There is, however, the exception of the apocalyptic Jewish sect of the Essenes. Philo, the Jewish philosopher, and Josephus, the Jewish historian, mention celibacy as an Essene practice. Philo writes, “[Essenes] repudiate marriage; and at the same time they practice continence in an eminent degree...” (Hypothetica 11:14).
And Josephus writes, “These Essenes reject pleasures as an evil, but esteem continence, and the conquest over our passions, to be virtue. They neglect wedlock... They do not absolutely deny the fitness of marriage, and the succession of mankind thereby continued; but they guard against the lascivious behavior of women, and are persuaded that none of them preserve their fidelity to one man.” (Jewish War 2.8.2)
The Essenes expected the End of Days was at hand, and for that reason they had no need to be fruitful and multiply. And they believed that woman were by nature promiscuous, which would make it all the more difficult for men to abstain from sex if marriage were allowed. Do you think it was Jesus’ apocalyptic tendencies that had him celebrate celibacy (while in no way denigrating women)?
Do you think this kind of thinking influenced the Apostle Paul with he wrote, “To the unmarried and the widows it is better to remain single as I do. But if they cannot exercise self-control, they should marry, for it is better to marry than to burn with passion” (I Corinthians 7: 8-9)?

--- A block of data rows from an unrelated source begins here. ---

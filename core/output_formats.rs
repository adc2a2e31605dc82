use crate::error::{AppError, Result};
use crate::node::Node;
use crate::printer::{print_compact, print_tree};
#[cfg(feature = "serde_support")]
use serde::Serialize;
use std::fmt;
use std::fs::{self, File};
use std::io::Write;
use std::path::Path;
use std::str::FromStr;

#[derive(Debug, Clone, Copy, PartialEq, Eq)]
pub enum TreeFormat {
    Text,
    Compact,
    Json,
    Yaml,
}

impl FromStr for TreeFormat {
    type Err = AppError;

    fn from_str(s: &str) -> Result<Self> {
        match s.to_lowercase().as_str() {
            "text" => Ok(TreeFormat::Text),
            "compact" => Ok(TreeFormat::Compact),
            "json" => Ok(TreeFormat::Json),
            "yaml" | "yml" => Ok(TreeFormat::Yaml),
            other => Err(AppError::InvalidArgument(format!(
                "Unknown tree format \"{}\" (expected text, compact, json or yaml)",
                other
            ))),
        }
    }
}

impl fmt::Display for TreeFormat {
    fn fmt(&self, f: &mut fmt::Formatter<'_>) -> fmt::Result {
        let name = match self {
            TreeFormat::Text => "text",
            TreeFormat::Compact => "compact",
            TreeFormat::Json => "json",
            TreeFormat::Yaml => "yaml",
        };
        f.write_str(name)
    }
}

pub fn render_tree(root: &Node, format: TreeFormat, pretty_json: bool) -> Result<String> {
    match format {
        TreeFormat::Text => Ok(print_tree(root)),
        TreeFormat::Compact => Ok(print_compact(root)),
        #[cfg(feature = "serde_support")]
        TreeFormat::Json => serialize_to_json(root, pretty_json),
        #[cfg(feature = "serde_support")]
        TreeFormat::Yaml => serialize_to_yaml(root),
        #[cfg(not(feature = "serde_support"))]
        TreeFormat::Json | TreeFormat::Yaml => {
            let _ = pretty_json;
            Err(AppError::InvalidArgument(format!(
                "Format {} requires the serde_support feature",
                format
            )))
        }
    }
}

/// Writes rendered output to `path`, creating missing parent directories.
pub fn write_output(path: &Path, content: &[u8]) -> Result<()> {
    if let Some(parent) = path.parent().filter(|p| !p.as_os_str().is_empty()) {
        fs::create_dir_all(parent).map_err(|source| AppError::DirCreation {
            path: parent.to_path_buf(),
            source,
        })?;
    }
    let write_error = |source| AppError::FileWrite {
        path: path.to_path_buf(),
        source,
    };
    let mut file = File::create(path).map_err(write_error)?;
    file.write_all(content).map_err(write_error)?;
    log::debug!("Wrote {} bytes to {}", content.len(), path.display());
    Ok(())
}

#[cfg(feature = "serde_support")]
pub fn serialize_to_json<T: Serialize>(value: &T, pretty: bool) -> Result<String> {
    if pretty {
        serde_json::to_string_pretty(value).map_err(AppError::JsonSerialize)
    } else {
        serde_json::to_string(value).map_err(AppError::JsonSerialize)
    }
}

#[cfg(feature = "serde_support")]
pub fn serialize_to_yaml<T: Serialize>(value: &T) -> Result<String> {
    serde_yml::to_string(value).map_err(AppError::YamlError)
}

#[cfg(test)]
mod tests {
    use super::*;

    #[test]
    fn parses_format_names() {
        assert_eq!("TEXT".parse::<TreeFormat>().unwrap(), TreeFormat::Text);
        assert_eq!("yml".parse::<TreeFormat>().unwrap(), TreeFormat::Yaml);
        assert!(matches!(
            "xml".parse::<TreeFormat>(),
            Err(AppError::InvalidArgument(_))
        ));
    }

    #[test]
    fn write_output_creates_parents() {
        let dir = tempfile::tempdir().unwrap();
        let target = dir.path().join("saved/trees/out.txt");
        write_output(&target, b"root\n").unwrap();
        assert_eq!(std::fs::read_to_string(&target).unwrap(), "root\n");
    }

    #[test]
    fn write_output_reports_uncreatable_parent() {
        let dir = tempfile::tempdir().unwrap();
        let blocker = dir.path().join("blocker");
        std::fs::write(&blocker, b"").unwrap();
        let err = write_output(&blocker.join("nested/out.txt"), b"x").unwrap_err();
        assert!(
            matches!(&err, AppError::DirCreation { path, .. } if path == &blocker.join("nested")),
            "{err:?}"
        );
    }

    #[test]
    fn write_output_reports_unwritable_target() {
        let dir = tempfile::tempdir().unwrap();
        let err = write_output(dir.path(), b"x").unwrap_err();
        assert!(matches!(err, AppError::FileWrite { .. }), "{err:?}");
    }

    #[cfg(feature = "serde_support")]
    #[test]
    fn json_skips_default_fields() {
        let mut child = Node::new("2_b");
        child.subsequent_repeated = 1;
        let root = Node::directory("a").with_children(vec![child]);
        let json = render_tree(&root, TreeFormat::Json, false).unwrap();
        assert_eq!(
            json,
            r#"{"name":"a","isDirectory":true,"children":[{"name":"b","orderIndex":2,"hasOrderIndex":true,"subsequentRepeated":1}]}"#
        );
        let back: Node = serde_json::from_str(&json).unwrap();
        assert_eq!(back, root);
    }
}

And what of the Essene “rejecting pleasures as an evil”? Again the Essenes were in no sense mainstream. Judaism sees pleasure and sexual pleasure in particular as a gift of God. We are even taught that when we die we are brought before God not to explain the evils we have done but to explain why we rejected any of the legitimate pleasures that God offered us while alive (Jerusalem Talmud, Kiddushin 4:12); including sexual pleasure.
So, assuming Jesus said what Matthew says he said, this is one example of Jesus making a clear break with the normative Judaism of his day. Because Jesus’ position is not normative in Judaism, the issue for us Jews is mute, but I don’t understand celibacy, and I cannot help wonder what impact it has had and continues to have on Christianity (in all its forms). What does it do to a faith when for centuries its spiritual formation was in the hands of celibate and often misogynist men?